For people who’ve never read my work, I usually recommend starting with The Legend of Nightfall or Last of the Renshai for fantasy readers. For SF and mainstream readers, I usually recommend either I, Robot: To Protect or The Unknown Soldier. For animal lovers, definitely The Books of Barakhai, which is now in a combined volume. The Beasts of Barakhai is the first of the two novels.

in the spotlight question

It took me awhile to warm up to reading on an eReader. I travel so frequently that I’ve found having one handy is a lot easier than packing a half dozen books because I don’t know what I’ll finish and what I’ll be in the mood to read next. However, an eReader does not beat holding a new physical book in your hands. Oh, the smell of new books!

What’s your current obsession? Any secret obsessions you want to share?

Mickey Zucker Reichert: My secret obsession? Gosh, I’m not a secretive person, much to my family’s chagrin. I’ve been accused of loving my dogs more than my kids, but it’s not really true. I love them all exactly the same. 🙂

Seriously, though, I do have a golden retriever service dog who I adore, and the feeling is definitely mutual. I attend dog obedience training with one dog or another on average once a week. I’ve owned multiple animals through the years, but I’m currently down to five dogs, a changing assortment of barn cats, two macaws, three peafowl and a flock of chickens.

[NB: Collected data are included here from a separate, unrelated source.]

extern crate clap;

use clap::{App, Arg, ArgMatches};
use fillgrid::{find_fill, render_grid, FillOptions, GridConfig, SearchMode, WordList};
use std::fs;

fn app() -> App<'static, 'static> {
    App::new("fillgrid")
        .about("Fill a crossword grid from a word list")
        .arg(
            Arg::with_name("structure")
                .value_name("STRUCTURE")
                .help("Grid template, with _ or . for fillable cells")
                .required(true),
        )
        .arg(
            Arg::with_name("words")
                .value_name("WORDS")
                .help("Word list, one word per line")
                .required(true),
        )
        .arg(
            Arg::with_name("text-output")
                .short("o")
                .long("text-output")
                .value_name("FILE")
                .help("Also write the filled grid to FILE as text"),
        )
        .arg(
            Arg::with_name("interleaved")
                .long("interleaved")
                .takes_value(false)
                .help("Re-establish arc consistency after every choice"),
        )
}

fn fill_options(matches: &ArgMatches) -> FillOptions {
    FillOptions {
        mode: if matches.is_present("interleaved") {
            SearchMode::Interleaved
        } else {
            SearchMode::Plain
        },
    }
}

fn main() -> Result<(), String> {
    env_logger::init();

    let matches = app().get_matches();

    let structure_path = matches.value_of("structure").ok_or("Missing STRUCTURE")?;
    let words_path = matches.value_of("words").ok_or("Missing WORDS")?;

    let options = fill_options(&matches);

    let structure = fs::read_to_string(structure_path)
        .map_err(|err| format!("Failed to read {}: {}", structure_path, err))?;
    let words = fs::read_to_string(words_path)
        .map_err(|err| format!("Failed to read {}: {}", words_path, err))?;

    let grid_config = GridConfig::from_template(&structure)
        .map_err(|err| format!("Failed to parse {}: {}", structure_path, err))?;
    let word_list = WordList::parse(&words);

    match options.mode {
        SearchMode::Plain => println!("Solving with a single arc consistency pass..."),
        SearchMode::Interleaved => {
            println!("Solving with arc consistency interleaved with backtracking...")
        }
    }

    let result = match find_fill(&grid_config, &word_list, &options) {
        Ok(result) => result,
        Err(failure) => {
            println!("No solution.");
            return Err(failure.to_string());
        }
    };

    let display_grid = render_grid(&grid_config, &word_list, &result.assignment);

    println!("{:?}", result.statistics);
    println!("{}", display_grid);

    if let Some(output_path) = matches.value_of("text-output") {
        fs::write(output_path, display_grid + "\n")
            .map_err(|err| format!("Failed to write {}: {}", output_path, err))?;
        println!("written grid to {}", output_path);
    }

    Ok(())
}
use std::io::Write;

use crate::config::{ExtractOptions, FetchConfig};
use crate::error::ExtractError;
use crate::loader::{load, Resource};
use crate::sourcemap::{normalize, verify};
use crate::writer::{write_sources, ExtractSummary};

/// Run the whole extraction for one resource: load, verify, normalize, write.
///
/// Report lines go to `out`. Nothing is written to disk unless the map verifies.
pub async fn run<W: Write>(
    resource: &Resource,
    options: &ExtractOptions,
    fetch: &FetchConfig,
    out: &mut W,
) -> Result<ExtractSummary, ExtractError> {
    let label = resource.to_string();
    writeln!(out, "[{label}] Parsing {} resource", resource.kind())?;

    let json = load(resource, fetch).await?;
    if !verify(&json) {
        log::debug!("{label} lacks one of the required source map keys");
        return Err(ExtractError::Validation { resource: label });
    }

    let record = normalize(&json).map_err(|reason| ExtractError::Malformed {
        resource: label.clone(),
        reason,
    })?;
    writeln!(
        out,
        "[{label}] Version {} source map with {} sources",
        record.version,
        record.sources.len()
    )?;
    if record.sources.len() != record.sources_content.len() {
        log::warn!(
            "{label} declares {} sources but {} sourcesContent entries",
            record.sources.len(),
            record.sources_content.len()
        );
    }

    let summary = write_sources(&record, &label, options, out)?;
    log::info!(
        "{label}: {} sources found, {} written to {}",
        summary.found,
        summary.written,
        options.destination.display()
    );
    Ok(summary)
}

See, no secrets.

in the spotlight question

That’s a lot of animals to keep track of. Sometimes having 2 cats is troublesome enough for me!

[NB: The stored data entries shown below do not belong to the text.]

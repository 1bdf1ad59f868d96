use std::time::Duration;

use httpmock::prelude::*;
use mapdump_core::{
    load, load_local, load_remote, parse_remote_url, ErrorKind, ExtractError, FetchConfig, Resource,
};
use serde_json::json;
use tempfile::tempdir;

#[tokio::test]
async fn local_json_is_parsed() {
    let dir = tempdir().unwrap();
    let path = dir.path().join("app.js.map");
    tokio::fs::write(&path, r#"{"version":3,"sources":[],"sourcesContent":[]}"#)
        .await
        .unwrap();

    let value = load_local(&path).await.unwrap();
    assert_eq!(value, json!({"version": 3, "sources": [], "sourcesContent": []}));
}

#[tokio::test]
async fn local_missing_file() {
    let dir = tempdir().unwrap();
    let path = dir.path().join("nope.map");
    let err = load_local(&path).await.unwrap_err();
    assert_eq!(err.kind(), ErrorKind::NotFound);
    assert_eq!(
        err.to_string(),
        format!("[{}] Provided JSON path doesn't exist, check and try again", path.display())
    );
}

#[tokio::test]
async fn local_invalid_json() {
    let dir = tempdir().unwrap();
    let path = dir.path().join("bad.map");
    tokio::fs::write(&path, "{not json").await.unwrap();
    let err = load_local(&path).await.unwrap_err();
    assert!(matches!(err, ExtractError::Parse { .. }));
}

#[tokio::test]
async fn local_directory_is_a_read_error() {
    let dir = tempdir().unwrap();
    let err = load_local(dir.path()).await.unwrap_err();
    assert_eq!(err.kind(), ErrorKind::Read);
}

#[test]
fn url_without_scheme() {
    let err = parse_remote_url("example.com/app.js.map").unwrap_err();
    assert!(matches!(err, ExtractError::MissingSchema { .. }));
    assert_eq!(
        err.to_string(),
        "[example.com/app.js.map] Provided URL is missing a schema, add a schema and try again"
    );
}

#[test]
fn url_with_unsupported_scheme() {
    let err = parse_remote_url("ftp://example.com/app.js.map").unwrap_err();
    assert_eq!(err.kind(), ErrorKind::Schema);
    assert!(matches!(err, ExtractError::UnsupportedScheme { ref scheme, .. } if scheme == "ftp"));
}

#[test]
fn malformed_url_with_scheme() {
    let err = parse_remote_url("http://[::1").unwrap_err();
    assert_eq!(err.kind(), ErrorKind::Schema);
    assert!(matches!(err, ExtractError::InvalidUrl { .. }));
    assert!(err.to_string().starts_with("[http://[::1] Provided URL is not valid: "));
}

#[test]
fn url_accepted_for_http_and_https() {
    assert!(parse_remote_url("http://example.com/a.map").is_ok());
    assert!(parse_remote_url("https://example.com/a.map").is_ok());
}

#[tokio::test]
async fn remote_json_is_parsed() {
    let server = MockServer::start_async().await;
    let m = server.mock_async(|when, then| {
        when.method(GET).path("/app.js.map");
        then.status(200)
            .header("Content-Type", "application/json")
            .body(r#"{"version":3,"sources":["a.js"],"sourcesContent":["a"]}"#);
    }).await;

    let value = load_remote(&server.url("/app.js.map"), &FetchConfig::default())
        .await
        .unwrap();
    m.assert_async().await;
    assert_eq!(value["sources"], json!(["a.js"]));
}

#[tokio::test]
async fn remote_error_page_is_a_parse_error() {
    let server = MockServer::start_async().await;
    server.mock_async(|when, then| {
        when.method(GET).path("/missing.map");
        then.status(404).body("<html>not found</html>");
    }).await;

    let err = load_remote(&server.url("/missing.map"), &FetchConfig::default())
        .await
        .unwrap_err();
    assert_eq!(err.kind(), ErrorKind::Parse);
}

#[tokio::test]
async fn remote_json_on_error_status_still_parses() {
    let server = MockServer::start_async().await;
    server.mock_async(|when, then| {
        when.method(GET).path("/odd.map");
        then.status(500).body(r#"{"version":3}"#);
    }).await;

    let value = load_remote(&server.url("/odd.map"), &FetchConfig::default())
        .await
        .unwrap();
    assert_eq!(value, json!({"version": 3}));
}

#[tokio::test]
async fn remote_connection_refused() {
    // Nothing listens on port 1.
    let url = "http://127.0.0.1:1/app.js.map";
    let config = FetchConfig {
        timeout: Some(Duration::from_secs(5)),
        ..FetchConfig::default()
    };
    let err = load_remote(url, &config).await.unwrap_err();
    assert_eq!(err.kind(), ErrorKind::Connection);
    assert_eq!(err.to_string(), format!("[{url}] Error connecting to remote resource"));
}

#[tokio::test]
async fn load_dispatches_on_resource() {
    let server = MockServer::start_async().await;
    server.mock_async(|when, then| {
        when.method(GET).path("/m.map");
        then.status(200).body("[]");
    }).await;

    let remote = Resource::Remote(server.url("/m.map"));
    assert_eq!(load(&remote, &FetchConfig::default()).await.unwrap(), json!([]));

    let local = Resource::Local("/definitely/not/here.map".into());
    let err = load(&local, &FetchConfig::default()).await.unwrap_err();
    assert_eq!(err.kind(), ErrorKind::NotFound);
}

#[test]
fn resource_labels() {
    assert_eq!(Resource::Local("maps/a.map".into()).to_string(), "maps/a.map");
    assert_eq!(Resource::Local("a.map".into()).kind(), "local");
    assert_eq!(Resource::Remote("https://x/a.map".into()).to_string(), "https://x/a.map");
    assert_eq!(Resource::Remote("https://x/a.map".into()).kind(), "remote");
}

Any last thoughts or wise words you want to pass along?



Mickey Zucker Reichert: Well…I’m a firm believer that all books (regardless of being part of a series) require a beginning, a middle and a satisfying ending. Therefore, you could take any of my books and have a complete story whether or not it’s the first of the series or you intend to complete the series. They definitely read better in order, but you’ll still get the complete reading experience. Of course, I recommend you run out and buy them ALL regardless!!!

I would advise all would-be authors to submit to the professional publishing houses and hone craft and edit until their work is worthy of the big houses rather than rush to self or small press publish. I attempted to submit the first Renshai series before I had the skills to pull off a work of that magnitude. Luckily, editors at Ace and, later New American Library and DAW recognized that I had potential. They suggested I put “Renshai” away and work on something less ambitious until I honed my craft. Like all writers, I secretly thought my craft was already perfectly honed, but I listened to their wiser heads. As a result, I held onto Renshai and wrote the five “Bifrost” books, which were published first. I read a ton, including Techniques of the Selling Writer, a masterpiece for writers by Dwight V. Swain.

in the spotlight question

Thank you for sharing your thoughts, experience and wise words with the fans of Second Run Reviews, Mickey. I appreciate you stopping by for a few minutes to chat. I look forward to running to you, I hope, at ICON 40 this fall.



About Mickey Zucker Reichert

Mickey is a pediatrician and author whose claims to fame include being the product of two rocket scientists and having performed brain surgery, while being neither a rocket scientist nor a brain surgeon.

Mickey's novels include the "I, Robot" trilogy, authorized by the Isaac Asimov estate; three trilogies about the
Renshai, the Bifrost Guardians pentalogy, two books about the assassin "Nightfall", the "Books of Barakhai," "Flightless Falcon," "The Unknown Soldier," "A Time to Die," and "Spirit Fox" (with Jennifer Wingert).

In to her novels, Mickey has published more than sixty short stories, several articles and one novella.